Dataset records »
================================
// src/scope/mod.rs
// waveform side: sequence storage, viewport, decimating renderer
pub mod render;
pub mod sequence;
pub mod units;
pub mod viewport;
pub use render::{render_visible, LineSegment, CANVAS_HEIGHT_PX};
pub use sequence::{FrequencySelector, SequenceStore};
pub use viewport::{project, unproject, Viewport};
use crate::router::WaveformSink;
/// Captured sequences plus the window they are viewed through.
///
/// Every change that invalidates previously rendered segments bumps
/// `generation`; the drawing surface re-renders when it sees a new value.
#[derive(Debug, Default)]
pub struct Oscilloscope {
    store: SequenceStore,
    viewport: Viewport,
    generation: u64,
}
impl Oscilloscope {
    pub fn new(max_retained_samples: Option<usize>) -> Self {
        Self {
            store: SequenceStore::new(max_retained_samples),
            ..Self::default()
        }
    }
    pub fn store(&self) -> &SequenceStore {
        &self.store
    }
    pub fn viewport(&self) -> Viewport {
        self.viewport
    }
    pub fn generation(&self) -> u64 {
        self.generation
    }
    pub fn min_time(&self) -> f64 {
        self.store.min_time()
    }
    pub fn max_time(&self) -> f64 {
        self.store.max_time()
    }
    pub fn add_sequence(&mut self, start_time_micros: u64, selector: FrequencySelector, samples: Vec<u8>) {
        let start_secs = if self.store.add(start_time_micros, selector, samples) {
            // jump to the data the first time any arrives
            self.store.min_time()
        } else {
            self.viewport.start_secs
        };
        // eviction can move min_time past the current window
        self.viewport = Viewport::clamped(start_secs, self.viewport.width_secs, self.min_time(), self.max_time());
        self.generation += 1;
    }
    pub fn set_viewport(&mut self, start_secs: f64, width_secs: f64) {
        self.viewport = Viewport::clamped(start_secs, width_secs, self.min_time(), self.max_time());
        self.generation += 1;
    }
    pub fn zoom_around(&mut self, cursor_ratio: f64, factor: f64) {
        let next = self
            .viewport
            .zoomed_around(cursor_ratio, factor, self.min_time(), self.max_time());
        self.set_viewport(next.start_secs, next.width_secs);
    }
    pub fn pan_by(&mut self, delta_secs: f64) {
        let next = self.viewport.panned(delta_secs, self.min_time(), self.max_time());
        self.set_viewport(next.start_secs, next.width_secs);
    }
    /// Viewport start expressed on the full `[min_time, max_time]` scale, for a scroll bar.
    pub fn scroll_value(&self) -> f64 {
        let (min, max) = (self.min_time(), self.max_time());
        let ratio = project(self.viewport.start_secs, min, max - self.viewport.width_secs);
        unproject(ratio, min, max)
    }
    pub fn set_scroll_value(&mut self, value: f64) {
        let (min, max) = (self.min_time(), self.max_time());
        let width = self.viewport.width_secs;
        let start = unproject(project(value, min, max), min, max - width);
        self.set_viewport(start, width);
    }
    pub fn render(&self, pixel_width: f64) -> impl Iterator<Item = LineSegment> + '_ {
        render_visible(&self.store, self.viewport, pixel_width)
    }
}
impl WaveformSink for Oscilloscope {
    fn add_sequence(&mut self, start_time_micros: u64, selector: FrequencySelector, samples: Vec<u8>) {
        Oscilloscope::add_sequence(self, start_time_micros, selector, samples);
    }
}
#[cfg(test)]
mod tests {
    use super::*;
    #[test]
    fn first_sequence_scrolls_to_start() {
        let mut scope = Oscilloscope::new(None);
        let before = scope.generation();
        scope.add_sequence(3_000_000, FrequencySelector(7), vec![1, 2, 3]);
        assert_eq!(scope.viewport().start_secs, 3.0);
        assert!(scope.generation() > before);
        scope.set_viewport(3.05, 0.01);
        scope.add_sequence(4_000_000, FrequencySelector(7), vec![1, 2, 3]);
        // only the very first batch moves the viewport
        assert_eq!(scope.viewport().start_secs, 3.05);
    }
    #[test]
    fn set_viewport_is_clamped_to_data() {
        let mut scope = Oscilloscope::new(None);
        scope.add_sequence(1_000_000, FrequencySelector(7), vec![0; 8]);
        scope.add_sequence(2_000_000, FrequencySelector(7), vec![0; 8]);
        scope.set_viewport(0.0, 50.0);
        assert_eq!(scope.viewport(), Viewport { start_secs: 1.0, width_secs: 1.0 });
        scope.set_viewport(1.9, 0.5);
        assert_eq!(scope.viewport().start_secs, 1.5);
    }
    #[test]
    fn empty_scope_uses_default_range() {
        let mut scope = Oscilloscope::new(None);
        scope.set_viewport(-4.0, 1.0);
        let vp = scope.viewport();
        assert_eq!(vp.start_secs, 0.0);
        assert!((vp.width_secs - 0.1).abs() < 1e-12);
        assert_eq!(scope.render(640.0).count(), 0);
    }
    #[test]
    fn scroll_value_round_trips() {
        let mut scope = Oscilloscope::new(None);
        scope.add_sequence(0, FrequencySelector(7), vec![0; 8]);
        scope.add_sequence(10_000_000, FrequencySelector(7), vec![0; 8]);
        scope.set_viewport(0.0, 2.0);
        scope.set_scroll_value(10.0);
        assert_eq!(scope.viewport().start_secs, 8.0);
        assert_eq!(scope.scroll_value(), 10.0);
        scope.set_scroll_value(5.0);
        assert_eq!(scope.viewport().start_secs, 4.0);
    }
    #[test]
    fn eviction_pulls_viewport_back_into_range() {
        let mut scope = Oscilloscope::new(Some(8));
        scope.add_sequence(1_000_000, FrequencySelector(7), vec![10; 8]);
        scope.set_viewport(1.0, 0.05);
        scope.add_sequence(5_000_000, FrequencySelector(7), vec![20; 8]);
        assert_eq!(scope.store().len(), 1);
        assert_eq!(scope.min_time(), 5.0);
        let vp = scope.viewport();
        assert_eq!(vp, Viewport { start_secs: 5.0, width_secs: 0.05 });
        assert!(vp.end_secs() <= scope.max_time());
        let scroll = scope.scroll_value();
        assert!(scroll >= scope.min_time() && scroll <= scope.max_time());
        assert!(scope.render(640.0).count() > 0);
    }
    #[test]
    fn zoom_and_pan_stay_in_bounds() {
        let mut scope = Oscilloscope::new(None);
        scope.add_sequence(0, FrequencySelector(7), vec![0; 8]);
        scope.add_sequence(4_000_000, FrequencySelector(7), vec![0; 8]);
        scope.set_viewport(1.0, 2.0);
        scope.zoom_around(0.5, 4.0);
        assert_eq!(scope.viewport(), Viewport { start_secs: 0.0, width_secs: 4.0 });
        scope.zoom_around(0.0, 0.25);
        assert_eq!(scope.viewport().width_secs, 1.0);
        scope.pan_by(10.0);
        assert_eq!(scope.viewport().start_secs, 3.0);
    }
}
================================
Task objective » Repeat each entry above exactly as shown.

Output for this task »
// src/scope/mod.rs
// waveform side: sequence storage, viewport, decimating renderer
pub mod render;
pub mod sequence;
pub mod units;
pub mod viewport;
pub use render::{render_visible, LineSegment, CANVAS_HEIGHT_PX};
pub use sequence::{FrequencySelector, SequenceStore};
pub use viewport::{project, unproject, Viewport};
use crate::router::WaveformSink;
/// Captured sequences plus the window they are viewed through.
///
/// Every change that invalidates previously rendered segments bumps
/// `generation`; the drawing surface re-renders when it sees a new value.
#[derive(Debug, Default)]
pub struct Oscilloscope {
    store: SequenceStore,
    viewport: Viewport,
    generation: u64,
}
impl Oscilloscope {
    pub fn new(max_retained_samples: Option<usize>) -> Self {
        Self {
            store: SequenceStore::new(max_retained_samples),
            ..Self::default()
        }
    }
    pub fn store(&self) -> &SequenceStore {
        &self.store
    }
    pub fn viewport(&self) -> Viewport {
        self.viewport
    }
    pub fn generation(&self) -> u64 {
        self.generation
    }
    pub fn min_time(&self) -> f64 {
        self.store.min_time()
    }
    pub fn max_time(&self) -> f64 {
        self.store.max_time()
    }
    pub fn add_sequence(&mut self, start_time_micros: u64, selector: FrequencySelector, samples: Vec<u8>) {
        let start_secs = if self.store.add(start_time_micros, selector, samples) {
            // jump to the data the first time any arrives
            self.store.min_time()
        } else {
            self.viewport.start_secs
        };
        // eviction can move min_time past the current window
        self.viewport = Viewport::clamped(start_secs, self.viewport.width_secs, self.min_time(), self.max_time());
        self.generation += 1;
    }
    pub fn set_viewport(&mut self, start_secs: f64, width_secs: f64) {
        self.viewport = Viewport::clamped(start_secs, width_secs, self.min_time(), self.max_time());
        self.generation += 1;
    }
    pub fn zoom_around(&mut self, cursor_ratio: f64, factor: f64) {
        let next = self
            .viewport
            .zoomed_around(cursor_ratio, factor, self.min_time(), self.max_time());
        self.set_viewport(next.start_secs, next.width_secs);
    }
    pub fn pan_by(&mut self, delta_secs: f64) {
        let next = self.viewport.panned(delta_secs, self.min_time(), self.max_time());
        self.set_viewport(next.start_secs, next.width_secs);
    }
    /// Viewport start expressed on the full `[min_time, max_time]` scale, for a scroll bar.
    pub fn scroll_value(&self) -> f64 {
        let (min, max) = (self.min_time(), self.max_time());
        let ratio = project(self.viewport.start_secs, min, max - self.viewport.width_secs);
        unproject(ratio, min, max)
    }
    pub fn set_scroll_value(&mut self, value: f64) {
        let (min, max) = (self.min_time(), self.max_time());
        let width = self.viewport.width_secs;
        let start = unproject(project(value, min, max), min, max - width);
        self.set_viewport(start, width);
    }
    pub fn render(&self, pixel_width: f64) -> impl Iterator<Item = LineSegment> + '_ {
        render_visible(&self.store, self.viewport, pixel_width)
    }
}
impl WaveformSink for Oscilloscope {
    fn add_sequence(&mut self, start_time_micros: u64, selector: FrequencySelector, samples: Vec<u8>) {
        Oscilloscope::add_sequence(self, start_time_micros, selector, samples);
    }
}
#[cfg(test)]
mod tests {
    use super::*;
    #[test]
    fn first_sequence_scrolls_to_start() {
        let mut scope = Oscilloscope::new(None);
        let before = scope.generation();
        scope.add_sequence(3_000_000, FrequencySelector(7), vec![1, 2, 3]);
        assert_eq!(scope.viewport().start_secs, 3.0);
        assert!(scope.generation() > before);
        scope.set_viewport(3.05, 0.01);
        scope.add_sequence(4_000_000, FrequencySelector(7), vec![1, 2, 3]);
        // only the very first batch moves the viewport
        assert_eq!(scope.viewport().start_secs, 3.05);
    }
    #[test]
    fn set_viewport_is_clamped_to_data() {
        let mut scope = Oscilloscope::new(None);
        scope.add_sequence(1_000_000, FrequencySelector(7), vec![0; 8]);
        scope.add_sequence(2_000_000, FrequencySelector(7), vec![0; 8]);
        scope.set_viewport(0.0, 50.0);
        assert_eq!(scope.viewport(), Viewport { start_secs: 1.0, width_secs: 1.0 });
        scope.set_viewport(1.9, 0.5);
        assert_eq!(scope.viewport().start_secs, 1.5);
    }
    #[test]
    fn empty_scope_uses_default_range() {
        let mut scope = Oscilloscope::new(None);
        scope.set_viewport(-4.0, 1.0);
        let vp = scope.viewport();
        assert_eq!(vp.start_secs, 0.0);
        assert!((vp.width_secs - 0.1).abs() < 1e-12);
        assert_eq!(scope.render(640.0).count(), 0);
    }
    #[test]
    fn scroll_value_round_trips() {
        let mut scope = Oscilloscope::new(None);
        scope.add_sequence(0, FrequencySelector(7), vec![0; 8]);
        scope.add_sequence(10_000_000, FrequencySelector(7), vec![0; 8]);
        scope.set_viewport(0.0, 2.0);
        scope.set_scroll_value(10.0);
        assert_eq!(scope.viewport().start_secs, 8.0);
        assert_eq!(scope.scroll_value(), 10.0);
        scope.set_scroll_value(5.0);
        assert_eq!(scope.viewport().start_secs, 4.0);
    }
    #[test]
    fn eviction_pulls_viewport_back_into_range() {
        let mut scope = Oscilloscope::new(Some(8));
        scope.add_sequence(1_000_000, FrequencySelector(7), vec![10; 8]);
        scope.set_viewport(1.0, 0.05);
        scope.add_sequence(5_000_000, FrequencySelector(7), vec![20; 8]);
        assert_eq!(scope.store().len(), 1);
        assert_eq!(scope.min_time(), 5.0);
        let vp = scope.viewport();
        assert_eq!(vp, Viewport { start_secs: 5.0, width_secs: 0.05 });
        assert!(vp.end_secs() <= scope.max_time());
        let scroll = scope.scroll_value();
        assert!(scroll >= scope.min_time() && scroll <= scope.max_time());
        assert!(scope.render(640.0).count() > 0);
    }
    #[test]
    fn zoom_and_pan_stay_in_bounds() {
        let mut scope = Oscilloscope::new(None);
        scope.add_sequence(0, FrequencySelector(7), vec![0; 8]);
        scope.add_sequence(4_000_000, FrequencySelector(7), vec![0; 8]);
        scope.set_viewport(1.0, 2.0);
        scope.zoom_around(0.5, 4.0);
        assert_eq!(scope.viewport(), Viewport { start_secs: 0.0, width_secs: 4.0 });
        scope.zoom_around(0.0, 0.25);
        assert_eq!(scope.viewport().width_secs, 1.0);
        scope.pan_by(10.0);
        assert_eq!(scope.viewport().start_secs, 3.0);
    }
}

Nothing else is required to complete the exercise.